Шрифт:
Таким образом, мы видим, насколько этот вопрос связан с проблемой единства конечного и бесконечного, с проблемой единства видимости и реальности, с проблемой природы понятия. Показать несуществование чувственного как такового, поскольку реальное постоянно превращается в идеальное, показать затем его существование, поскольку идеальное превращается в реальное, — такова одна из целей, которые ставит перед собой гегелевское мышление. Здесь мы обнаруживаем всю значимость рефлексии над смертью Бога для того движения гегелевской мысли, посредством которого Гегель разместит «бытие в небытии как становление, конечное в бесконечном как жизнь». И в конце этого опосредствования. [113] Гегель обнаружит Бога, воспринимаемого сердцем, Бога, который не является Богом философов, того самого Бога, с которого он начинал. В это время он преобразует идеи чувства и сердца.
113
Следует тем не менее отметить чисто рациональную и антиисторическую тенденцию, которая здесь выражена. Но речь еще не идет об отрицании, речь идет о подъеме (aufhebung) исторического сознания.

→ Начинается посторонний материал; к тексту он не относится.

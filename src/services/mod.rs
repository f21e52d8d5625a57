pub mod quiz_service;
use std::sync::atomic::{AtomicI64, Ordering};
use std::sync::Arc;

use crate::dto::quiz_dto::CreateQuizPayload;
use crate::error::{Error, Result};
use crate::models::quiz::{Quiz, QuizSummary};
use crate::storage::{is_valid_quiz_id, QuizStore};
use crate::utils::time;

#[derive(Clone)]
pub struct QuizService {
    store: Arc<dyn QuizStore>,
    last_id: Arc<AtomicI64>,
}

impl QuizService {
    pub fn new(store: Arc<dyn QuizStore>) -> Self {
        Self {
            store,
            last_id: Arc::new(AtomicI64::new(0)),
        }
    }

    pub fn backend(&self) -> &'static str {
        self.store.backend()
    }

    /// Decodes a YAML (or JSON) quiz document, assigns ids and persists it.
    pub async fn create(&self, raw: &[u8]) -> Result<Quiz> {
        if raw.iter().all(u8::is_ascii_whitespace) {
            return Err(Error::BadRequest("empty document".to_string()));
        }
        let payload =
            CreateQuizPayload::from_yaml(raw).map_err(|e| Error::BadRequest(e.to_string()))?;
        let quiz = payload.into_quiz(self.next_id()?);
        self.store.put(&quiz).await?;
        tracing::info!(
            id = %quiz.id,
            questions = quiz.questions.len(),
            backend = self.backend(),
            "quiz created"
        );
        Ok(quiz)
    }

    pub async fn get(&self, id: &str) -> Result<Quiz> {
        tracing::debug!(id, "fetching quiz");
        if !is_valid_quiz_id(id) {
            return Err(Error::NotFound(format!("no quiz with id {}", id)));
        }
        self.store.get(id).await
    }

    pub async fn list(&self) -> Result<Vec<QuizSummary>> {
        let summaries = self.store.list().await?;
        tracing::debug!(count = summaries.len(), "listed quizzes");
        Ok(summaries)
    }

    pub async fn delete(&self, id: &str) -> Result<()> {
        if !is_valid_quiz_id(id) {
            return Err(Error::NotFound(format!("no quiz with id {}", id)));
        }
        self.store.delete(id).await?;
        tracing::info!(id, backend = self.backend(), "quiz deleted");
        Ok(())
    }

    /// Current time in nanoseconds, bumped past the previous id when the clock has not advanced.
    fn next_id(&self) -> Result<String> {
        let now = time::unix_nanos(time::now())
            .ok_or_else(|| Error::Internal("system time out of range".to_string()))?;
        let previous = self
            .last_id
            .fetch_update(Ordering::SeqCst, Ordering::SeqCst, |last| {
                Some(now.max(last + 1))
            })
            .unwrap_or_else(|last| last);
        Ok(now.max(previous + 1).to_string())
    }
}
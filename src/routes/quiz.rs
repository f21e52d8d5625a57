use axum::{
    body::Bytes,
    extract::{Path, State},
    http::{header, StatusCode},
    response::{Html, IntoResponse, Json},
};

use crate::{
    dto::quiz_dto::CreateQuizPayload,
    error::{Error, Result},
    models::quiz::QuizSummary,
    render, AppState,
};

#[utoipa::path(
    get,
    path = "/create",
    responses(
        (status = 200, description = "Quiz creation form"),
        (status = 500, description = "Form could not be loaded")
    )
)]
#[axum::debug_handler]
pub async fn create_form(State(state): State<AppState>) -> Result<impl IntoResponse> {
    let path = state.static_dir.join("index.html");
    let page = tokio::fs::read_to_string(&path).await.map_err(|e| {
        tracing::error!(path = %path.display(), error = %e, "failed to load creation form");
        Error::Internal("Could not load template".to_string())
    })?;
    Ok(Html(page))
}

#[utoipa::path(
    post,
    path = "/create",
    request_body(content = CreateQuizPayload, content_type = "application/yaml"),
    responses(
        (status = 200, description = "Quiz saved", body = String, content_type = "text/plain"),
        (status = 400, description = "Malformed quiz document"),
        (status = 500, description = "Storage failure")
    )
)]
#[axum::debug_handler]
pub async fn create_quiz(State(state): State<AppState>, body: Bytes) -> Result<impl IntoResponse> {
    let quiz = state.quiz_service.create(&body).await?;
    Ok((
        StatusCode::OK,
        [(header::LOCATION, format!("/quiz/{}", quiz.id))],
        "Quiz saved successfully",
    ))
}

#[utoipa::path(
    get,
    path = "/quizzes",
    responses(
        (status = 200, description = "HTML page listing saved quizzes"),
        (status = 500, description = "Storage or template failure")
    )
)]
#[axum::debug_handler]
pub async fn list_quizzes_page(State(state): State<AppState>) -> Result<impl IntoResponse> {
    let summaries = state.quiz_service.list().await?;
    let page = render::quiz_list_page(&summaries)?;
    Ok(Html(page))
}

#[utoipa::path(
    get,
    path = "/quizlist",
    responses(
        (status = 200, description = "Saved quizzes", body = [QuizSummary]),
        (status = 500, description = "Storage failure")
    )
)]
#[axum::debug_handler]
pub async fn list_quizzes(State(state): State<AppState>) -> Result<impl IntoResponse> {
    let summaries = state.quiz_service.list().await?;
    Ok(Json(summaries))
}

#[utoipa::path(
    get,
    path = "/quiz/{id}",
    params(
        ("id" = String, Path, description = "Quiz ID")
    ),
    responses(
        (status = 200, description = "Quiz document as YAML", body = String, content_type = "text/plain"),
        (status = 404, description = "Quiz not found")
    )
)]
#[axum::debug_handler]
pub async fn get_quiz(
    State(state): State<AppState>,
    Path(id): Path<String>,
) -> Result<impl IntoResponse> {
    let quiz = state.quiz_service.get(&id).await?;
    let document = render::quiz_document(&quiz)?;
    Ok((
        [(header::CONTENT_TYPE, "text/plain; charset=utf-8")],
        document,
    ))
}

#[utoipa::path(
    delete,
    path = "/quiz/{id}",
    params(
        ("id" = String, Path, description = "Quiz ID")
    ),
    responses(
        (status = 200, description = "Quiz deleted", body = String, content_type = "text/plain"),
        (status = 404, description = "Quiz not found"),
        (status = 500, description = "Storage failure")
    )
)]
#[axum::debug_handler]
pub async fn delete_quiz(
    State(state): State<AppState>,
    Path(id): Path<String>,
) -> Result<impl IntoResponse> {
    state.quiz_service.delete(&id).await?;
    Ok((StatusCode::OK, "Quiz deleted successfully"))
}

Вообще говоря, религия воспринимается Гегелем в следующем единстве противоположностей: раздвоение сознания и попытка достичь единства, чувство несчастья, свойственное человеку, и чувство счастья, которое ему также свойственно, чувство удаленности Бога и его близости, бесконечное успокоение в культе после бесконечной противоположности в вере.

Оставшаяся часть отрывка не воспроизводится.